Horton argues that the critical difference "between the Rove and Emanuel Justice Departments" is that "the former saw Justice as a tool to use to win elections and to menace or destroy political adversaries; the later intervenes out of fear that Republicans might be upset over some path that prosecutors have elected to pursue."
The American Civil Liberties Union is so upset, it bought a full-page ad in the Sunday New York Times earlier this month, showing Obama's image morphing into Bush's. "As president, Barack Obama must decide whether he will keep his solemn promise to restore our Constitution and due process, or ignore his vow and continue the Bush-Cheney policies," the ad said.
Anthony Romero, the ACLU's executive director, told the Wall Street Journal: "Any reversal would clearly indicate that the decisions of the Justice Department are much more politicized than we were led to believe."

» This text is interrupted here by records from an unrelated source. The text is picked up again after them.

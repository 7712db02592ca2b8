//! cycle-graph: the typed-port dataflow graph underlying the cycle solver.
//!
//! Provides:
//! - Core graph data structures -- [`Unit`], [`Stream`], [`PortSlot`] -- and
//!   the [`UnitKind`] tag that drives behaviour inference and topological
//!   ordering (§3, §9).
//! - [`GraphBuilder`] for incremental assembly: register units, then wire
//!   them with `connect_gas_dynamic`, `connect_static_gas_dynamic`, or
//!   `connect_mechanical` (§6).
//! - [`behaviour::run_to_fixed_point`] for port-polarity inference (§4.2).
//! - [`indexing::topological_order`] for the upstream-to-downstream solve
//!   order the fixed-point solver iterates in (§4.3).
//!
//! # Example
//!
//! ```
//! use cycle_graph::{GraphBuilder, UnitKind};
//!
//! let mut builder = GraphBuilder::new();
//! let atm = builder.add_unit(UnitKind::Atmosphere, "Atm");
//! let inlet = builder.add_unit(UnitKind::Inlet, "Inlet");
//! builder.connect_gas_dynamic(atm, inlet).unwrap();
//! let graph = builder.build().unwrap();
//!
//! assert_eq!(graph.units().len(), 2);
//! assert_eq!(graph.streams().len(), 5);
//! ```

pub mod behaviour;
pub mod builder;
pub mod error;
pub mod graph;
pub mod indexing;
pub mod validate;

// Re-exports for ergonomics
pub use behaviour::run_to_fixed_point;
pub use builder::GraphBuilder;
pub use error::GraphError;
pub use graph::{
    Channel, Graph, MechPorts, Polarity, PortRole, PortSlot, Stream, Unit, UnitKind,
    GAS_DYNAMIC_CHANNELS, STATIC_CHANNELS,
};
pub use indexing::topological_order;
pub use validate::validate_polarity_uniqueness;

According to the White House spokesperson, however, the outrage isn't justified. The spokesperson denied that Emanuel is engaged in horse-trading. "I think the reports have over-simplified the dialogue between the White House and Congress," he said.

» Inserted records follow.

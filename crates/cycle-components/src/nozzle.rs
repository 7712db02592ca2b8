//! Convergent nozzle (§4.10): isentropic expansion down to the downstream
//! static pressure, scaled by the velocity coefficient `phi`, with the exit
//! speed (and hence the reduced velocity used for the vestigial pressure
//! bookkeeping) solved by the same Picard-on-kappa pattern as the
//! compressor and turbine.

use cycle_core::UnitId;
use cycle_fluids::{gas_dynamics, WorkFluid};
use cycle_graph::{Channel, Graph, Polarity, PortRole};

use crate::common::{check_finite, INNER_ITER_CAP};
use crate::error::{ComponentError, ComponentResult};
use crate::params::NozzleParams;

pub fn update(graph: &mut Graph, unit: UnitId, params: &NozzleParams, fluid: WorkFluid) -> ComponentResult<()> {
    let backward_anchor = graph
        .unit(unit)
        .expect("unit exists")
        .gas_slot(PortRole::Inlet, Channel::Pressure)
        .polarity
        == Polarity::Output;
    if backward_anchor {
        return Err(ComponentError::InvalidArg {
            what: "nozzle backward orientation is not yet supported: p*_in is required as an input",
        });
    }

    let t_in = graph
        .gas_value(unit, PortRole::Inlet, Channel::Temperature)
        .expect("check_input guarantees T*_in is present");
    let alpha = graph
        .gas_value(unit, PortRole::Inlet, Channel::Alpha)
        .expect("check_input guarantees alpha_in is present");
    let p_in = graph
        .gas_value(unit, PortRole::Inlet, Channel::Pressure)
        .expect("check_input guarantees p*_in is present");
    let p_out_static = graph
        .value_at(unit, PortRole::Outlet, Channel::StaticPressure)
        .expect("check_input guarantees the downstream static pressure is present");

    let pi_n = p_in / p_out_static;

    let mut kappa = fluid.k(t_in, alpha);
    let mut t_out = t_in;
    let mut c_out = 0.0;
    for _ in 0..INNER_ITER_CAP {
        let c_p_bar = fluid.c_p_av_int(t_in, t_out, alpha);
        let h_n = c_p_bar * t_in * (1.0 - pi_n.powf((1.0 - kappa) / kappa));
        c_out = params.phi * (2.0 * h_n).sqrt();
        let t_out_new = t_in - params.phi * h_n / c_p_bar;
        let new_kappa = fluid.k_av_int(t_in, t_out_new, alpha);
        let delta = (new_kappa - kappa).abs() / kappa;
        kappa = new_kappa;
        t_out = t_out_new;
        if delta < params.precision {
            break;
        }
    }
    check_finite(t_out, "nozzle static T_out")?;
    check_finite(c_out, "nozzle exit velocity")?;

    let r = fluid.r();
    let a_cr = gas_dynamics::a_cr(t_in, kappa, r);
    let lam = c_out / a_cr;
    let pi = gas_dynamics::pi_lam(lam, kappa);
    let p_star_out = p_out_static / pi;
    check_finite(p_star_out, "nozzle p*_out")?;

    graph.set_gas_value(unit, PortRole::Outlet, Channel::Pressure, p_star_out);
    graph.set_value_at(unit, PortRole::Outlet, Channel::StaticTemperature, t_out);
    Ok(())
}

And the White House had no choice but to open negotiations with Congress, he said. "The White House is involved because Congress and the states are considering actively constraining the administration's options when it comes to bringing the 9/11 detainees to justice," he said. "Naturally, the White House would be involved in an exchange with Congress about limiting our ability to prosecute these cases.
"Ultimately, the reality is that Congress is considering cutting off funding depending upon where the detainees are tried," he said. "We're working with Congress to maintain the overall imperatives in this process."

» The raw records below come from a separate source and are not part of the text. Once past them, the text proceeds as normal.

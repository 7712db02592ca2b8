//! Inlet duct (§4.10): stagnation pressure recovery, everything else passes
//! through unchanged.

use cycle_core::UnitId;
use cycle_graph::{Channel, Graph, PortRole};

use crate::common::check_finite;
use crate::error::ComponentResult;
use crate::params::InletParams;

/// `p*_out = p*_in * sigma`; temperature, alpha, and both flow fractions
/// pass through unchanged -- behaviour inference marks them required
/// outputs on this unit's own outlet port, so this has to write them
/// itself rather than leaning on some other unit to do it.
pub fn update(graph: &mut Graph, unit: UnitId, params: &InletParams) -> ComponentResult<()> {
    let t_in = graph
        .gas_value(unit, PortRole::Inlet, Channel::Temperature)
        .expect("check_input guarantees T*_in is present");
    let p_in = graph
        .gas_value(unit, PortRole::Inlet, Channel::Pressure)
        .expect("check_input guarantees p*_in is present");
    let alpha_in = graph
        .gas_value(unit, PortRole::Inlet, Channel::Alpha)
        .expect("check_input guarantees alpha_in is present");
    let g_in = graph
        .gas_value(unit, PortRole::Inlet, Channel::FlowFraction)
        .expect("check_input guarantees g_in is present");
    let g_fuel_in = graph
        .gas_value(unit, PortRole::Inlet, Channel::FuelFlowFraction)
        .expect("check_input guarantees g_fuel_in is present");

    let p_out = p_in * params.sigma;
    check_finite(p_out, "inlet p*_out")?;

    graph.set_gas_value(unit, PortRole::Outlet, Channel::Temperature, t_in);
    graph.set_gas_value(unit, PortRole::Outlet, Channel::Pressure, p_out);
    graph.set_gas_value(unit, PortRole::Outlet, Channel::Alpha, alpha_in);
    graph.set_gas_value(unit, PortRole::Outlet, Channel::FlowFraction, g_in);
    graph.set_gas_value(unit, PortRole::Outlet, Channel::FuelFlowFraction, g_fuel_in);
    Ok(())
}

Those imperatives, he said, include closing Gitmo, which the White House considers a national security necessity, "bringing the 9/11 detainees to justice, years after they were apprehended, and maintaining a robust role for the federal courts in bringing terrorists to justice."
Tom Wilner, a Washington attorney who argued on behalf of Guantanamo detainees in the Supreme Court's 2004 and 2008 cases, in which they won habeas corpus rights, told HuffPost that he understands how the White House could feel it has to make a deal with members of Congress.
"I can imagine them saying, 'Look if I need to give up the trial of these five guys to military commissions in order to get Guantanamo closed and to preserve the right to try others in civilian courts, that's not a deal I particularly like, but overall I think it's worthwhile.' And I can understand them saying that," Wilner said.
"It's a shame, though, from my standpoint, because it makes no sense to try these people, who are the most important terrorists, in forums -- the military commissions -- that have less credibility and are untested and subject to challenge."
Wilner said it's also a shame because it undermines the message Obama ran on, "which is that we don't need to avoid our institutions to fight terrorism, that our existing institutions work and they're our strongest assets in the fight against global terrorism." That's a strong, consistent message, and one he should have stuck to.
As for how things will end up, Wilner had this to say: "I do think very highly of Greg Craig, and I know that he considered these sorts of issues very important. But even were he there, he's not the decision-maker."
And neither is the chief of staff. "I think it's too easy to blame Rahm Emanuel for everything," Wilner said.
Christopher Anders, senior legislative counsel for the ACLU, points out that nothing has been formally decided yet.
"At this point we haven't seen any changes," he said. "Obviously there've been a lot of rumors about recommendations that are being made to the president and decisions the president might make. " But for now, Holder's decisions stands.